=== DATA EXCERPTS ===

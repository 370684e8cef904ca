// Mock collaborators for tests
//
// Both mocks record their calls and can be scripted per call; the executor
// can also be slowed down or held behind a gate to observe in-flight state.

use std::collections::VecDeque;
use std::sync::atomic::{AtomicUsize, Ordering};
use std::sync::{Arc, Mutex, MutexGuard, PoisonError};
use std::time::Duration;

use anyhow::{Result, anyhow};
use async_trait::async_trait;
use tokio::sync::watch;

use super::traits::{BaseKnowledgeBuilder, BaseTaskExecutor, ExecutionOutcome, KnowledgeOutput};
use crate::common::{BuildTaskId, RecordingTaskId};
use crate::domains::build_tasks::models::BuildTask;
use crate::domains::recording::models::RecordingTask;

fn lock<T>(mutex: &Mutex<T>) -> MutexGuard<'_, T> {
    mutex.lock().unwrap_or_else(PoisonError::into_inner)
}

// =============================================================================
// Gate
// =============================================================================

/// Holds executions until opened. Opening is permanent.
#[derive(Clone)]
pub struct ExecutorGate {
    tx: Arc<watch::Sender<bool>>,
}

impl ExecutorGate {
    fn new() -> Self {
        let (tx, _rx) = watch::channel(false);
        Self { tx: Arc::new(tx) }
    }

    pub fn open(&self) {
        self.tx.send_replace(true);
    }

    async fn wait(&self) {
        let mut rx = self.tx.subscribe();
        // The sender lives in self, so the channel can't close under us.
        let _ = rx.wait_for(|open| *open).await;
    }
}

// =============================================================================
// Mock Task Executor
// =============================================================================

/// What one scripted execution does.
#[derive(Debug, Clone)]
pub enum MockExecution {
    Succeed,
    /// Returns `Ok` with `success == false`.
    Fail(String),
    /// Returns `Err`.
    Error(String),
    Panic(String),
}

pub struct MockTaskExecutor {
    delay: Duration,
    default: MockExecution,
    script: Mutex<VecDeque<MockExecution>>,
    gate: Option<ExecutorGate>,
    calls: Mutex<Vec<RecordingTaskId>>,
    in_flight: AtomicUsize,
    max_in_flight: AtomicUsize,
}

impl Default for MockTaskExecutor {
    fn default() -> Self {
        Self::new()
    }
}

impl MockTaskExecutor {
    /// Succeeds immediately unless configured otherwise.
    pub fn new() -> Self {
        Self {
            delay: Duration::ZERO,
            default: MockExecution::Succeed,
            script: Mutex::new(VecDeque::new()),
            gate: None,
            calls: Mutex::new(Vec::new()),
            in_flight: AtomicUsize::new(0),
            max_in_flight: AtomicUsize::new(0),
        }
    }

    /// Every execution takes this long.
    pub fn with_delay(mut self, delay: Duration) -> Self {
        self.delay = delay;
        self
    }

    /// Behavior once the script is used up.
    pub fn by_default(mut self, execution: MockExecution) -> Self {
        self.default = execution;
        self
    }

    /// Queue the behavior of the next unscripted call.
    pub fn then(self, execution: MockExecution) -> Self {
        lock(&self.script).push_back(execution);
        self
    }

    /// Hold every execution until the returned gate is opened.
    pub fn gated(mut self) -> (Self, ExecutorGate) {
        let gate = ExecutorGate::new();
        self.gate = Some(gate.clone());
        (self, gate)
    }

    pub fn calls(&self) -> Vec<RecordingTaskId> {
        lock(&self.calls).clone()
    }

    pub fn call_count(&self) -> usize {
        lock(&self.calls).len()
    }

    pub fn in_flight(&self) -> usize {
        self.in_flight.load(Ordering::SeqCst)
    }

    /// Highest number of executions observed running at once.
    pub fn max_in_flight(&self) -> usize {
        self.max_in_flight.load(Ordering::SeqCst)
    }
}

struct InFlightGuard<'a>(&'a AtomicUsize);

impl Drop for InFlightGuard<'_> {
    fn drop(&mut self) {
        self.0.fetch_sub(1, Ordering::SeqCst);
    }
}

#[async_trait]
impl BaseTaskExecutor for MockTaskExecutor {
    async fn execute(&self, task: &RecordingTask) -> Result<ExecutionOutcome> {
        lock(&self.calls).push(task.id);
        let now = self.in_flight.fetch_add(1, Ordering::SeqCst) + 1;
        self.max_in_flight.fetch_max(now, Ordering::SeqCst);
        let _guard = InFlightGuard(&self.in_flight);

        let execution = lock(&self.script)
            .pop_front()
            .unwrap_or_else(|| self.default.clone());

        if let Some(gate) = &self.gate {
            gate.wait().await;
        }
        if !self.delay.is_zero() {
            tokio::time::sleep(self.delay).await;
        }

        let duration_ms = self.delay.as_millis() as u64;
        match execution {
            MockExecution::Succeed => Ok(ExecutionOutcome::succeeded(task.chunk_ids.len() as u32, duration_ms)),
            MockExecution::Fail(message) => Ok(ExecutionOutcome::failed(message, duration_ms)),
            MockExecution::Error(message) => Err(anyhow!(message)),
            MockExecution::Panic(message) => panic!("{}", message),
        }
    }
}

// =============================================================================
// Mock Knowledge Builder
// =============================================================================

pub struct MockKnowledgeBuilder {
    output: KnowledgeOutput,
    delay: Duration,
    failures: Mutex<VecDeque<String>>,
    calls: Mutex<Vec<BuildTaskId>>,
}

impl MockKnowledgeBuilder {
    /// Produces one recording task per batch.
    pub fn with_batches(chunk_batches: Vec<Vec<i64>>) -> Self {
        Self {
            output: KnowledgeOutput {
                source_name: "example".to_string(),
                chunk_batches,
                commit_message: Some("mock knowledge build".to_string()),
            },
            delay: Duration::ZERO,
            failures: Mutex::new(VecDeque::new()),
            calls: Mutex::new(Vec::new()),
        }
    }

    pub fn with_source_name(mut self, name: &str) -> Self {
        self.output.source_name = name.to_string();
        self
    }

    pub fn with_delay(mut self, delay: Duration) -> Self {
        self.delay = delay;
        self
    }

    /// Fail the next call with `message` (stackable).
    pub fn failing_once(self, message: &str) -> Self {
        lock(&self.failures).push_back(message.to_string());
        self
    }

    pub fn calls(&self) -> Vec<BuildTaskId> {
        lock(&self.calls).clone()
    }
}

#[async_trait]
impl BaseKnowledgeBuilder for MockKnowledgeBuilder {
    async fn build(&self, task: &BuildTask) -> Result<KnowledgeOutput> {
        lock(&self.calls).push(task.id);
        let failure = lock(&self.failures).pop_front();

        if !self.delay.is_zero() {
            tokio::time::sleep(self.delay).await;
        }
        match failure {
            Some(message) => Err(anyhow!(message)),
            None => Ok(self.output.clone()),
        }
    }
}
use anyhow::Result;
use chrono::{DateTime, Utc};
use serde::{Deserialize, Serialize};
use sqlx::types::Json;
use sqlx::{FromRow, PgConnection, PgPool};

use crate::common::{BuildTaskId, SourceId, SourceVersionId};

// ============================================================================
// Enums
// ============================================================================

/// Pipeline stage of a build task.
///
/// Stages only move forward (`Init` → `KnowledgeBuild` → `ActionBuild` →
/// `Completed`); `Error` can be entered from any stage.
#[derive(Debug, Clone, Copy, PartialEq, Eq, Hash, Serialize, Deserialize, sqlx::Type, Default)]
#[sqlx(type_name = "build_stage", rename_all = "snake_case")]
#[serde(rename_all = "snake_case")]
pub enum BuildStage {
    #[default]
    Init,
    KnowledgeBuild,
    ActionBuild,
    Completed,
    Error,
}

impl BuildStage {
    pub fn is_terminal(self) -> bool {
        matches!(self, BuildStage::Completed | BuildStage::Error)
    }

    /// Whether moving from `self` to `to` respects forward-only ordering.
    pub fn can_transition_to(self, to: BuildStage) -> bool {
        if self == to {
            return true;
        }
        match to {
            BuildStage::Error => !self.is_terminal(),
            _ => self.rank() < to.rank() && !self.is_terminal(),
        }
    }

    fn rank(self) -> u8 {
        match self {
            BuildStage::Init => 0,
            BuildStage::KnowledgeBuild => 1,
            BuildStage::ActionBuild => 2,
            BuildStage::Completed => 3,
            BuildStage::Error => 4,
        }
    }
}

impl std::fmt::Display for BuildStage {
    fn fmt(&self, f: &mut std::fmt::Formatter<'_>) -> std::fmt::Result {
        match self {
            BuildStage::Init => write!(f, "init"),
            BuildStage::KnowledgeBuild => write!(f, "knowledge_build"),
            BuildStage::ActionBuild => write!(f, "action_build"),
            BuildStage::Completed => write!(f, "completed"),
            BuildStage::Error => write!(f, "error"),
        }
    }
}

impl std::str::FromStr for BuildStage {
    type Err = anyhow::Error;

    fn from_str(s: &str) -> Result<Self> {
        match s {
            "init" => Ok(BuildStage::Init),
            "knowledge_build" => Ok(BuildStage::KnowledgeBuild),
            "action_build" => Ok(BuildStage::ActionBuild),
            "completed" => Ok(BuildStage::Completed),
            "error" => Ok(BuildStage::Error),
            _ => Err(anyhow::anyhow!("Invalid build stage: {}", s)),
        }
    }
}

#[derive(Debug, Clone, Copy, PartialEq, Eq, Hash, Serialize, Deserialize, sqlx::Type, Default)]
#[sqlx(type_name = "stage_status", rename_all = "snake_case")]
#[serde(rename_all = "snake_case")]
pub enum StageStatus {
    #[default]
    Pending,
    Running,
    Completed,
    Error,
}

impl std::fmt::Display for StageStatus {
    fn fmt(&self, f: &mut std::fmt::Formatter<'_>) -> std::fmt::Result {
        match self {
            StageStatus::Pending => write!(f, "pending"),
            StageStatus::Running => write!(f, "running"),
            StageStatus::Completed => write!(f, "completed"),
            StageStatus::Error => write!(f, "error"),
        }
    }
}

// ============================================================================
// Config
// ============================================================================

/// Typed view of the `build_tasks.config` jsonb column.
///
/// Keys this crate doesn't know about are kept in `extra` and written back
/// untouched.
#[derive(Debug, Clone, Default, PartialEq, Serialize, Deserialize)]
#[serde(rename_all = "camelCase")]
pub struct BuildTaskConfig {
    /// Stage-handler failures so far.
    #[serde(rename = "_retryCount", default)]
    pub retry_count: u32,

    /// The `building` version created by the knowledge stage.
    #[serde(default, skip_serializing_if = "Option::is_none")]
    pub source_version_id: Option<SourceVersionId>,

    /// Per-task override of the controller's publish policy.
    #[serde(default, skip_serializing_if = "Option::is_none")]
    pub publish_on_partial_failure: Option<bool>,

    #[serde(flatten)]
    pub extra: serde_json::Map<String, serde_json::Value>,
}

/// Outcome of recording one more stage failure against a task's retry budget.
#[derive(Debug, Clone, PartialEq)]
pub enum RetryDecision {
    /// Put the task back to `pending` with the updated config.
    Retry(BuildTaskConfig),
    /// Budget exhausted; move the task to `error`.
    GiveUp { attempts: u32 },
}

impl BuildTaskConfig {
    pub fn record_failure(&self, max_retries: u32) -> RetryDecision {
        let attempts = self.retry_count + 1;
        if attempts <= max_retries {
            RetryDecision::Retry(BuildTaskConfig {
                retry_count: attempts,
                ..self.clone()
            })
        } else {
            RetryDecision::GiveUp { attempts }
        }
    }
}

// ============================================================================
// BuildTask Model
// ============================================================================

/// One website build request moving through the pipeline.
#[derive(Debug, Clone, Serialize, Deserialize, FromRow)]
pub struct BuildTask {
    pub id: BuildTaskId,
    pub source_id: Option<SourceId>,
    pub source_url: String,
    pub stage: BuildStage,
    pub stage_status: StageStatus,
    pub config: Json<BuildTaskConfig>,
    pub error_message: Option<String>,
    pub created_at: DateTime<Utc>,
    pub updated_at: DateTime<Utc>,
    pub knowledge_started_at: Option<DateTime<Utc>>,
    pub knowledge_completed_at: Option<DateTime<Utc>>,
    pub action_started_at: Option<DateTime<Utc>>,
    pub action_completed_at: Option<DateTime<Utc>>,
}

impl BuildTask {
    /// A fresh `init/pending` task for `source_url`.
    pub fn new(source_url: impl Into<String>, config: BuildTaskConfig) -> Self {
        let now = Utc::now();
        Self {
            id: BuildTaskId::new(),
            source_id: None,
            source_url: source_url.into(),
            stage: BuildStage::Init,
            stage_status: StageStatus::Pending,
            config: Json(config),
            error_message: None,
            created_at: now,
            updated_at: now,
            knowledge_started_at: None,
            knowledge_completed_at: None,
            action_started_at: None,
            action_completed_at: None,
        }
    }

    /// Whether the controller may claim this task.
    pub fn is_claimable(&self) -> bool {
        self.stage_status == StageStatus::Pending
            && matches!(
                self.stage,
                BuildStage::Init | BuildStage::KnowledgeBuild | BuildStage::ActionBuild
            )
    }

    pub fn retry_count(&self) -> u32 {
        self.config.retry_count
    }
}

// =============================================================================
// SQL Queries
// =============================================================================

impl BuildTask {
    pub async fn insert(&self, pool: &PgPool) -> Result<Self> {
        let task = sqlx::query_as::<_, BuildTask>(
            r#"
            INSERT INTO build_tasks (id, source_id, source_url, stage, stage_status, config, created_at, updated_at)
            VALUES ($1, $2, $3, $4, $5, $6, $7, $8)
            RETURNING *
            "#,
        )
        .bind(self.id)
        .bind(self.source_id)
        .bind(&self.source_url)
        .bind(self.stage)
        .bind(self.stage_status)
        .bind(&self.config)
        .bind(self.created_at)
        .bind(self.updated_at)
        .fetch_one(pool)
        .await?;
        Ok(task)
    }

    pub async fn find_by_id(id: BuildTaskId, pool: &PgPool) -> Result<Option<Self>> {
        let task = sqlx::query_as::<_, BuildTask>("SELECT * FROM build_tasks WHERE id = $1")
            .bind(id)
            .fetch_optional(pool)
            .await?;
        Ok(task)
    }

    /// Claim the oldest pending task in a single conditional statement.
    ///
    /// An `init` task moves straight to `knowledge_build/running`. Tasks
    /// already in a later stage keep their stage and become `running` again
    /// (retry or resume). Concurrent controllers skip locked rows, so each
    /// row has exactly one winner.
    pub async fn claim_next(pool: &PgPool) -> Result<Option<Self>> {
        let task = sqlx::query_as::<_, BuildTask>(
            r#"
            UPDATE build_tasks
            SET stage = CASE WHEN stage = 'init' THEN 'knowledge_build'::build_stage ELSE stage END,
                stage_status = 'running',
                knowledge_started_at = CASE WHEN stage = 'init' THEN NOW() ELSE knowledge_started_at END,
                action_started_at = CASE
                    WHEN stage = 'action_build' THEN COALESCE(action_started_at, NOW())
                    ELSE action_started_at
                END,
                updated_at = NOW()
            WHERE id = (
                SELECT id
                FROM build_tasks
                WHERE stage_status = 'pending'
                  AND stage IN ('init', 'knowledge_build', 'action_build')
                ORDER BY created_at
                LIMIT 1
                FOR UPDATE SKIP LOCKED
            )
            AND stage_status = 'pending'
            RETURNING *
            "#,
        )
        .fetch_optional(pool)
        .await?;
        Ok(task)
    }

    /// Knowledge stage finished: attach the source, remember the building
    /// version and queue the task for the action stage.
    pub async fn advance_to_action_stage(
        id: BuildTaskId,
        source_id: SourceId,
        config: &BuildTaskConfig,
        conn: &mut PgConnection,
    ) -> Result<bool> {
        let result = sqlx::query(
            r#"
            UPDATE build_tasks
            SET source_id = $2,
                config = $3,
                stage = 'action_build',
                stage_status = 'pending',
                error_message = NULL,
                knowledge_completed_at = NOW(),
                updated_at = NOW()
            WHERE id = $1
              AND stage = 'knowledge_build'
              AND stage_status = 'running'
            "#,
        )
        .bind(id)
        .bind(source_id)
        .bind(Json(config))
        .execute(conn)
        .await?;
        Ok(result.rows_affected() == 1)
    }

    pub async fn reset_for_retry(
        id: BuildTaskId,
        config: &BuildTaskConfig,
        error: &str,
        pool: &PgPool,
    ) -> Result<bool> {
        let result = sqlx::query(
            r#"
            UPDATE build_tasks
            SET stage_status = 'pending',
                config = $2,
                error_message = $3,
                updated_at = NOW()
            WHERE id = $1 AND stage_status = 'running'
            "#,
        )
        .bind(id)
        .bind(Json(config))
        .bind(error)
        .execute(pool)
        .await?;
        Ok(result.rows_affected() == 1)
    }

    pub async fn mark_error(id: BuildTaskId, error: &str, pool: &PgPool) -> Result<bool> {
        let result = sqlx::query(
            r#"
            UPDATE build_tasks
            SET stage = 'error',
                stage_status = 'error',
                error_message = $2,
                updated_at = NOW()
            WHERE id = $1 AND stage_status = 'running'
            "#,
        )
        .bind(id)
        .bind(error)
        .execute(pool)
        .await?;
        Ok(result.rows_affected() == 1)
    }

    pub async fn mark_completed(id: BuildTaskId, summary: Option<&str>, pool: &PgPool) -> Result<bool> {
        let result = sqlx::query(
            r#"
            UPDATE build_tasks
            SET stage = 'completed',
                stage_status = 'completed',
                error_message = $2,
                action_completed_at = NOW(),
                updated_at = NOW()
            WHERE id = $1
              AND stage = 'action_build'
              AND stage_status = 'running'
            "#,
        )
        .bind(id)
        .bind(summary)
        .execute(pool)
        .await?;
        Ok(result.rows_affected() == 1)
    }
}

===

=== PROBLEM DETAILS ===
Every line above in which the word "BaseKnowledgeBuilder" occurs is to be copied.

=== OUTPUT OF THE EXERCISE ===
use super::traits::{BaseKnowledgeBuilder, BaseTaskExecutor, ExecutionOutcome, KnowledgeOutput};
impl BaseKnowledgeBuilder for MockKnowledgeBuilder {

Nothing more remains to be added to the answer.